The loft was exactly what she had asked for: minimalist, cold, defensible.
Located in the arts district, it had exposed brick walls and floor-to-ceiling windows that offered a panoramic view of the city she intended to conquer. There was no clutter. No personal items. Just the essentials for war.
Ivy dropped her keys on the kitchen island and walked to the window. She pressed her hand against the glass.
The city lights blurred.
Suddenly, she wasn't in a luxury loft. She was back in that clinic in the foreign country, three years ago.
The smell of antiseptic. The harsh fluorescent lights humming overhead. The pain in her body was a dull, throbbing ache, but the pain in her heart was a gaping wound.
A doctor, his face obscured by a surgical mask, shaking his head. "Boy is strong," he said in broken English. "But girl... too small. Lungs not work. She is gone."
Ivy screaming. Begging to see her. The doctor holding up a polaroid photo-a blurry image of a tiny, blue-skinned infant. "Best you not see. We take care."
The whole place had felt wrong, temporary, as if it could be packed up and vanish overnight. The doctor's eyes, above his mask, had been cold, evasive, refusing to meet hers for more than a second. The emptiness in her arms where her daughter should have been.
"Mommy?"
The voice pulled her back. Ivy gasped, blinking rapidly. The clinic vanished. The loft returned.
She turned around. Albion was sitting on the floor, surrounded by disassembled components of the Wi-Fi router.
"The encryption was standard WPA2," Albion said, frowning at a circuit board. "Embarrassing. I'm upgrading it to a protocol I found online. We can't have anyone tracking our location."
Ivy let out a shaky breath and smiled. She walked over and kissed the top of his head. "Thank you, my little genius."
Felix was spreading photos across the kitchen island. He looked at her with concern.
"You went away again," he said quietly.
"I'm fine," Ivy lied. She picked up a script from the table. The Red Palace.
"Target one: The Audition," Felix said, tapping the script. "It's fully funded by the Randall Group. Braeden is the executive producer. Calla is rumored to be consulting on casting."
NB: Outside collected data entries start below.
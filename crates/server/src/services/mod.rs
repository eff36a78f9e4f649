//! Business logic for the portfolio mutation pipeline.
//!
//! # Services
//!
//! - `session` - Role resolution and login/demo/logout transitions
//! - `uploads` - Cover-first asset upload to object storage
//! - `projects` - Permission-gated project create/delete
//! - `messages` - Contact messages
//! - `cache` - Listing cache and its invalidation

pub mod cache;
pub mod error;
pub mod messages;
pub mod projects;
pub mod session;
pub mod uploads;

pub use cache::{ListingCache, ReadPath};
pub use error::MutationError;
pub use messages::MessageRepository;
pub use projects::ProjectRepository;
pub use session::{AuthError, SessionResolver};
pub use uploads::{AssetUploadOrchestrator, UploadError, UploadedFile};
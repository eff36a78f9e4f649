//! Project platform type.

use serde::{Deserialize, Serialize};

/// Errors that can occur when parsing a [`ProjectType`].
#[derive(thiserror::Error, Debug, Clone, PartialEq, Eq)]
#[error("project type must be 'web' or 'mobile' (got '{0}')")]
pub struct ProjectTypeError(String);

/// Platform a portfolio project targets.
#[derive(Debug, Clone, Copy, PartialEq, Eq, Hash, Serialize, Deserialize, Default)]
#[serde(rename_all = "lowercase")]
pub enum ProjectType {
    #[default]
    Web,
    Mobile,
}

impl ProjectType {
    /// Stored representation.
    #[must_use]
    pub const fn as_str(self) -> &'static str {
        match self {
            Self::Web => "web",
            Self::Mobile => "mobile",
        }
    }
}

impl std::fmt::Display for ProjectType {
    fn fmt(&self, f: &mut std::fmt::Formatter<'_>) -> std::fmt::Result {
        f.write_str(self.as_str())
    }
}

impl std::str::FromStr for ProjectType {
    type Err = ProjectTypeError;

    fn from_str(s: &str) -> Result<Self, Self::Err> {
        match s.trim().to_ascii_lowercase().as_str() {
            "web" => Ok(Self::Web),
            "mobile" => Ok(Self::Mobile),
            _ => Err(ProjectTypeError(s.to_owned())),
        }
    }
}
//! In-memory blob store for tests.

use std::collections::HashMap;
use std::sync::{Mutex, PoisonError};
use std::time::Duration;

use async_trait::async_trait;
use axum::body::Bytes;

use super::{BlobStore, StorageError};

/// A stored object.
#[derive(Debug, Clone, PartialEq, Eq)]
pub struct StoredBlob {
    pub key: String,
    pub content_type: String,
    pub body: Bytes,
}

#[derive(Debug, Default)]
struct Rules {
    /// Bodies that fail to upload.
    failing: Vec<Bytes>,
    /// Artificial latency per body.
    delays: HashMap<Bytes, Duration>,
}

/// Blob store that keeps objects in memory.
///
/// Uploads can be made to fail or to stall by matching on the body, which
/// lets tests decide the outcome of each file independently of its key.
#[derive(Debug)]
pub struct MemoryBlobStore {
    base_url: String,
    objects: Mutex<Vec<StoredBlob>>,
    rules: Mutex<Rules>,
}

impl Default for MemoryBlobStore {
    fn default() -> Self {
        Self::new("https://blobs.test")
    }
}

impl MemoryBlobStore {
    #[must_use]
    pub fn new(base_url: impl Into<String>) -> Self {
        Self {
            base_url: base_url.into(),
            objects: Mutex::new(Vec::new()),
            rules: Mutex::new(Rules::default()),
        }
    }

    /// Reject any upload whose body equals `body`.
    pub fn fail_body(&self, body: impl Into<Bytes>) {
        self.rules
            .lock()
            .unwrap_or_else(PoisonError::into_inner)
            .failing
            .push(body.into());
    }

    /// Hold any upload whose body equals `body` for `delay` before storing it.
    pub fn delay_body(&self, body: impl Into<Bytes>, delay: Duration) {
        self.rules
            .lock()
            .unwrap_or_else(PoisonError::into_inner)
            .delays
            .insert(body.into(), delay);
    }

    /// Objects stored so far, in completion order.
    #[must_use]
    pub fn objects(&self) -> Vec<StoredBlob> {
        self.objects
            .lock()
            .unwrap_or_else(PoisonError::into_inner)
            .clone()
    }
}

#[async_trait]
impl BlobStore for MemoryBlobStore {
    async fn put(
        &self,
        key: &str,
        content_type: &str,
        body: Bytes,
    ) -> Result<String, StorageError> {
        let (fails, delay) = {
            let rules = self.rules.lock().unwrap_or_else(PoisonError::into_inner);
            (
                rules.failing.contains(&body),
                rules.delays.get(&body).copied(),
            )
        };

        if let Some(delay) = delay {
            tokio::time::sleep(delay).await;
        }

        if fails {
            return Err(StorageError::Rejected {
                status: 500,
                body: "simulated failure".to_string(),
            });
        }

        self.objects
            .lock()
            .unwrap_or_else(PoisonError::into_inner)
            .push(StoredBlob {
                key: key.to_string(),
                content_type: content_type.to_string(),
                body,
            });

        Ok(format!("{}/{key}", self.base_url))
    }
}
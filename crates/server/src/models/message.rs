//! Contact message types.

use chrono::{DateTime, Utc};
use serde::{Deserialize, Serialize};

use folio_core::MessageId;

use super::{ValidationError, optional, required};

/// Subject used when the sender leaves it blank.
pub const DEFAULT_SUBJECT: &str = "General";

/// A message left through the public contact form.
#[derive(Debug, Clone, PartialEq, Eq, Serialize, Deserialize)]
pub struct Message {
    pub id: MessageId,
    pub name: String,
    pub email: String,
    pub subject: String,
    pub content: String,
    pub created_at: DateTime<Utc>,
}

/// A validated message ready to insert.
#[derive(Debug, Clone, PartialEq, Eq)]
pub struct NewMessage {
    pub name: String,
    pub email: String,
    pub subject: String,
    pub content: String,
}

impl NewMessage {
    /// Validate contact form input.
    ///
    /// # Errors
    ///
    /// Returns `ValidationError` if name, email, or content is blank.
    pub fn parse(
        name: &str,
        email: &str,
        subject: Option<&str>,
        content: &str,
    ) -> Result<Self, ValidationError> {
        const MISSING: &str = "Please fill in all required fields.";

        Ok(Self {
            name: required(name, MISSING)?,
            email: required(email, MISSING)?,
            subject: optional(subject).unwrap_or_else(|| DEFAULT_SUBJECT.to_owned()),
            content: required(content, MISSING)?,
        })
    }
}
"Of course she is," Ivy muttered. "She loves playing God."
"The lead role is the villainess," Felix continued. "Empress Wei. She's manipulative, cruel, and seductive. It's ironic."
"It's perfect," Ivy corrected. She picked up a dart from a bowl on the counter.
On the far wall, Felix had taped up photos of their targets. Braeden. Calla. Brittny.
Ivy weighed the dart in her hand. She narrowed her eyes, focusing on Braeden's smiling face.
Thwack.
The dart buried itself right between Braeden's eyes.
"Bullseye," Albion said without looking up from his router.
"I'm counting on it," Ivy said.
"There's something else," Felix said, checking his phone. "Braeden is hosting a charity gala tonight at 'La Rive'. It's a high-security event. The elite of Cloud City will be there."
Ivy raised an eyebrow. "Tonight?"
"It's risky, Ivy," Felix warned. "If you go, you're showing your face before the audition. Before we're ready."
"I need to see him," Ivy said. Her voice was hard. "I need to see him when he's not expecting it. I need to smell his fear."
She walked to the closet where her new wardrobe hung-rows of silk and velvet, armor for the modern battlefield.
"I'm not Ivy the victim anymore, Felix," she said, pulling out a garment bag. "I'm Ivy the actress. And tonight is just a dress rehearsal."
Albion looked up, holding a screwdriver. He pointed at Calla's photo on the wall.
"Is that the witch?" he asked.
Ivy's expression softened, but her eyes remained deadly.
"Yes, baby," she whispered. "That's the witch."